Calcitonin gene-related peptide (CGRP) is a potent vasodilator and a primary signaling molecule in neurovascular communication. In the present study, the authors examined cerebrovascular responses to CGRP and its related second messenger systems during cerebral vasospasm induced by subarachnoid hemorrhage (SAH). Tension measurements were performed in vitro on ring strips of basilar arteries obtained from rabbits subjected to artificial SAH and from control (non-SAH) animals. In vessels from SAH animals, which were preconstricted with serotonin, the vasorelaxant response to CGRP was attenuated.
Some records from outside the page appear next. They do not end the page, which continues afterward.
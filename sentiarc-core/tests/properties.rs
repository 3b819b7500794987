//! Property tests for windowed aggregation.

use std::collections::{BTreeMap, BTreeSet};

use proptest::prelude::*;
use sentiarc_core::arc::{aggregate, WindowStream};
use sentiarc_types::{AggregationMode, ScoredToken, Sentiment, WindowSentiment};

fn labeled_tokens() -> impl Strategy<Value = Vec<ScoredToken>> {
    prop::collection::vec((0u32..3, 0u32..600, 0usize..Sentiment::ALL.len()), 0..200).prop_map(
        |rows| {
            rows.into_iter()
                .map(|(doc, line, label)| {
                    ScoredToken::labeled(doc, line, "w", Sentiment::ALL[label])
                })
                .collect()
        },
    )
}

fn scored_tokens() -> impl Strategy<Value = Vec<ScoredToken>> {
    prop::collection::vec((0u32..3, 0u32..600, -5i32..=5), 0..200).prop_map(|rows| {
        rows.into_iter()
            .map(|(doc, line, score)| ScoredToken::scored(doc, line, "w", score))
            .collect()
    })
}

fn joined_keys(tokens: &[ScoredToken], window_size: u32) -> BTreeSet<(u32, u32)> {
    tokens
        .iter()
        .map(|t| (t.doc_id, t.window(window_size)))
        .collect()
}

fn windows_per_doc(windows: &[WindowSentiment]) -> BTreeMap<u32, usize> {
    let mut out = BTreeMap::new();
    for w in windows {
        *out.entry(w.doc_id).or_default() += 1;
    }
    out
}

proptest! {
    #[test]
    fn categorical_net_is_positive_minus_negative(tokens in labeled_tokens(), size in 1u32..200) {
        for w in aggregate(&tokens, size, AggregationMode::Categorical).unwrap() {
            let counts = w.counts.expect("categorical windows carry counts");
            prop_assert_eq!(w.net, i64::from(counts.positive) - i64::from(counts.negative));
        }
    }

    #[test]
    fn scored_net_is_exact_sum(tokens in scored_tokens(), size in 1u32..200) {
        let mut expected: BTreeMap<(u32, u32), i64> = BTreeMap::new();
        for t in &tokens {
            if let sentiarc_types::Polarity::Score(s) = t.polarity {
                *expected.entry((t.doc_id, t.window(size))).or_default() += i64::from(s);
            }
        }
        let got: BTreeMap<(u32, u32), i64> = aggregate(&tokens, size, AggregationMode::Scored)
            .unwrap()
            .into_iter()
            .map(|w| ((w.doc_id, w.window), w.net))
            .collect();
        prop_assert_eq!(got, expected);
    }

    #[test]
    fn one_window_per_distinct_key(tokens in labeled_tokens(), size in 1u32..200) {
        let windows = aggregate(&tokens, size, AggregationMode::Categorical).unwrap();
        let keys: BTreeSet<_> = windows.iter().map(|w| (w.doc_id, w.window)).collect();
        prop_assert_eq!(keys.len(), windows.len());
        prop_assert_eq!(keys, joined_keys(&tokens, size));
    }

    #[test]
    fn aggregation_is_idempotent(tokens in scored_tokens(), size in 1u32..200) {
        let first = aggregate(&tokens, size, AggregationMode::Scored).unwrap();
        let second = aggregate(&tokens, size, AggregationMode::Scored).unwrap();
        prop_assert_eq!(first, second);
    }

    #[test]
    fn input_order_does_not_matter(tokens in labeled_tokens(), size in 1u32..200) {
        let mut reversed = tokens.clone();
        reversed.reverse();
        prop_assert_eq!(
            aggregate(&tokens, size, AggregationMode::Categorical).unwrap(),
            aggregate(&reversed, size, AggregationMode::Categorical).unwrap()
        );
    }

    #[test]
    fn doubling_window_never_adds_windows(tokens in scored_tokens(), size in 1u32..300) {
        let narrow = windows_per_doc(&aggregate(&tokens, size, AggregationMode::Scored).unwrap());
        let wide = windows_per_doc(&aggregate(&tokens, size * 2, AggregationMode::Scored).unwrap());
        for (doc, n) in wide {
            prop_assert!(n <= narrow[&doc]);
        }
    }

    #[test]
    fn unit_window_is_one_per_scored_line(tokens in scored_tokens()) {
        let lines: BTreeSet<_> = tokens.iter().map(|t| (t.doc_id, t.line)).collect();
        let windows = aggregate(&tokens, 1, AggregationMode::Scored).unwrap();
        prop_assert_eq!(windows.len(), lines.len());
        for w in &windows {
            prop_assert!(lines.contains(&(w.doc_id, w.window)));
        }
    }

    #[test]
    fn stream_matches_batch_on_sorted_input(tokens in labeled_tokens(), size in 1u32..200) {
        let mut tokens = tokens;
        tokens.sort_by_key(|t| (t.doc_id, t.line));
        let batch = aggregate(&tokens, size, AggregationMode::Categorical).unwrap();
        let streamed = WindowStream::new(size, AggregationMode::Categorical)
            .unwrap()
            .run(&tokens)
            .unwrap();
        prop_assert_eq!(batch, streamed);
    }
}
//! Windowed sentiment aggregation.
//!
//! Scored tokens are bucketed by `(doc_id, line / window_size)` and each
//! bucket is folded into one [`WindowSentiment`]:
//!
//! - **Categorical**: count `positive` and `negative` labels (a missing label
//!   counts 0), `net = positive - negative`. Emotion labels add to neither
//!   count but still place the window in the arc.
//! - **Scored**: `net` is the sum of the scores.
//!
//! Windows without a joined token are never emitted; the arc is
//! sparse, not zero-filled.
//!
//! Two drivers share the same fold:
//! - [`aggregate`] groups an arbitrary token slice in one pass
//! - [`WindowStream`] closes windows as soon as sorted input moves past them

mod batch;
mod compare;
mod stream;

pub use batch::aggregate;
pub use compare::{compare_lexicons, MethodWindow};
pub use stream::WindowStream;

use sentiarc_types::{
    AggregationMode, DocId, Polarity, PolarityCounts, Result, ScoredToken, Sentiment,
    SentimentError, WindowSentiment,
};

pub(crate) fn check_window_size(window_size: u32) -> Result<()> {
    if window_size == 0 {
        return Err(SentimentError::InvalidConfiguration {
            reason: "window_size must be a positive integer".into(),
        });
    }
    Ok(())
}

/// Running totals for one window.
#[derive(Debug, Clone, Copy, Default)]
pub(crate) struct Accumulator {
    counts: PolarityCounts,
    sum: i64,
    joined: u32,
}

impl Accumulator {
    /// Folds one token in. State is untouched on error.
    #[inline]
    pub(crate) fn add(&mut self, token: &ScoredToken, mode: AggregationMode) -> Result<()> {
        match (mode, token.polarity) {
            (AggregationMode::Categorical, Polarity::Label(label)) => match label {
                Sentiment::Positive => self.counts.positive += 1,
                Sentiment::Negative => self.counts.negative += 1,
                _ => {}
            },
            (AggregationMode::Scored, Polarity::Score(score)) => self.sum += i64::from(score),
            (expected, found) => {
                return Err(SentimentError::ModeMismatch {
                    doc_id: token.doc_id,
                    line: token.line,
                    word: token.word.clone(),
                    expected,
                    found: found.mode(),
                })
            }
        }
        self.joined += 1;
        Ok(())
    }

    #[inline]
    pub(crate) fn finish(
        self,
        doc_id: DocId,
        window: u32,
        mode: AggregationMode,
    ) -> Option<WindowSentiment> {
        if self.joined == 0 {
            return None;
        }
        Some(match mode {
            AggregationMode::Categorical => WindowSentiment::categorical(doc_id, window, self.counts),
            AggregationMode::Scored => WindowSentiment::scored(doc_id, window, self.sum),
        })
    }
}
Because it has been suggested that vasodilation elicited by CGRP is mediated by cyclic 3',5'-adenosine monophosphate (cAMP) and/or cyclic 3',5'-guanosine monophosphate (cGMP), the vascular effects of directly activating these second messenger systems were also examined. The relaxant effect of forskolin, which activates adenylate cyclase directly, was slightly enhanced after SAH. In contrast, the relaxant effect of nitroglycerin (GTN), which activates soluble guanylate cyclase directly, was unchanged after SAH. The attenuation of CGRP-induced vasorelaxation could be the result of a modification in its ability to stimulate the production of second messengers. Experiments testing the capacity of CGRP to elevate cAMP levels showed no significant differences between vessels from non-SAH and SAH animals. Similarly, the resting levels of cAMP and the forskolin-induced elevations of cAMP did not differ between non-SAH and SAH animals. In contrast, cGMP levels were lower in resting and CGRP-treated vessels from SAH animals than in those from non-SAH animals. No significant differences in the levels of cGMP were observed between non-SAH and SAH vessels treated with GTN. This study indicates that CGRP-induced vasodilation is attenuated during vasospasm in a rabbit model of SAH. The findings also demonstrate that vasodilatory responses mediated by cAMP and cGMP are intact, although the levels of cGMP in SAH vessels are reduced. Together, these observations suggest that an attenuation in the capacity of vessels to dilate in response to CGRP occurs during cerebral vasospasm, and this change in CGRP vasoactivity is a result of modifications prior to, or independent of, the elevation of cyclic nucleotide second messengers.